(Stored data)
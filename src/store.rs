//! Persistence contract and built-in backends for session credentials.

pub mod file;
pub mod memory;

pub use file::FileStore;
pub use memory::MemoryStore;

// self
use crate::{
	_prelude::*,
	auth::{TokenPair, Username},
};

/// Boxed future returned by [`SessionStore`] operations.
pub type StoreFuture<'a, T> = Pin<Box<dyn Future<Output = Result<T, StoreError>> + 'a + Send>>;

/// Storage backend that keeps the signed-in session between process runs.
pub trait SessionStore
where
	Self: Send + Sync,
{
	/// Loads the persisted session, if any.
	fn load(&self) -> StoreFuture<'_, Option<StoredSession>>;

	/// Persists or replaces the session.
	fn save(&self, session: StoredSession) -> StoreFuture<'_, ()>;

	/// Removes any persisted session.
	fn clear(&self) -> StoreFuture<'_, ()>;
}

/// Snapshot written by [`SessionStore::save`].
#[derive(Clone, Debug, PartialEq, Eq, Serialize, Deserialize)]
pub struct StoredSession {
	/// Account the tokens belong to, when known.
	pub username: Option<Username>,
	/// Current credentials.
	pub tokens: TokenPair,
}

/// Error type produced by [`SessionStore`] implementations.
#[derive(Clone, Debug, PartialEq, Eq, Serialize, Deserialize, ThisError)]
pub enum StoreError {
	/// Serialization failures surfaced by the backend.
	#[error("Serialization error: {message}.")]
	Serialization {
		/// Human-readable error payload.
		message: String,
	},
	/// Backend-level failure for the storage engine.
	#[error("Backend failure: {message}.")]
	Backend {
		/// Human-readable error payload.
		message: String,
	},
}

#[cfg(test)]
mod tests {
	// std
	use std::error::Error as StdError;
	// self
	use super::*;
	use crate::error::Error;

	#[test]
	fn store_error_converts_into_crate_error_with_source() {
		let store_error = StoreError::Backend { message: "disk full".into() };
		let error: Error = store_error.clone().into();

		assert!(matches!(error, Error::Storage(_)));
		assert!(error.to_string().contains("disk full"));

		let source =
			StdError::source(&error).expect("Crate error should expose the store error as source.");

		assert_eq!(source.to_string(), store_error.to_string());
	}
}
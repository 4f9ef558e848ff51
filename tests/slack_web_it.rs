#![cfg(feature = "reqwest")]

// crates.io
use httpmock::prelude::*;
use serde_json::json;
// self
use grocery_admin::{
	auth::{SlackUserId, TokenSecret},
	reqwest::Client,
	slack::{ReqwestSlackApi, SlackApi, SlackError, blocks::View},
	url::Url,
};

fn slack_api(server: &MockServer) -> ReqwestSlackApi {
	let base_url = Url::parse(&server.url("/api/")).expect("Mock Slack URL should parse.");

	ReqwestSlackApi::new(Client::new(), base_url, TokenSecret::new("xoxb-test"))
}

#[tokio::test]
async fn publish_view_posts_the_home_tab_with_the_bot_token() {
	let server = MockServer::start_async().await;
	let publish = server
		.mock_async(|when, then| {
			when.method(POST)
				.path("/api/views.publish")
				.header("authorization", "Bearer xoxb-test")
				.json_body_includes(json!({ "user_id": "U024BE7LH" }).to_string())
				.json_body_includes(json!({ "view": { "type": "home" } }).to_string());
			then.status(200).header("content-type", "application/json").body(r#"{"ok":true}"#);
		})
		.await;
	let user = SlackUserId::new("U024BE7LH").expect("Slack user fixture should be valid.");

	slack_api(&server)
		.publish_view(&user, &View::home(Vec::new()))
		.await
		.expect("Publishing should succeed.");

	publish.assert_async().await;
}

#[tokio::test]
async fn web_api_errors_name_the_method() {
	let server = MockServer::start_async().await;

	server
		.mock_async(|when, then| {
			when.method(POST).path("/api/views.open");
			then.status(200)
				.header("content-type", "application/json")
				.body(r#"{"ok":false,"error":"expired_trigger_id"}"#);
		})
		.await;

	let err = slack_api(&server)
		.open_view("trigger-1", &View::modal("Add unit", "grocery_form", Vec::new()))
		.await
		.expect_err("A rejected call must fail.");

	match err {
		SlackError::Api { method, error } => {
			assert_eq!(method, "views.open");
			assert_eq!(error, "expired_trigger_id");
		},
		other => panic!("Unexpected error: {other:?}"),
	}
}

# Action item:
Look above for the line holding "fn load(&self) ->", then set down exactly that line and every line after it up to and including the line holding "pub struct StoredSession", with nothing else.

# Answer section:
	fn load(&self) -> StoreFuture<'_, Option<StoredSession>>;

	/// Persists or replaces the session.
	fn save(&self, session: StoredSession) -> StoreFuture<'_, ()>;

	/// Removes any persisted session.
	fn clear(&self) -> StoreFuture<'_, ()>;
}

/// Snapshot written by [`SessionStore::save`].
#[derive(Clone, Debug, PartialEq, Eq, Serialize, Deserialize)]
pub struct StoredSession {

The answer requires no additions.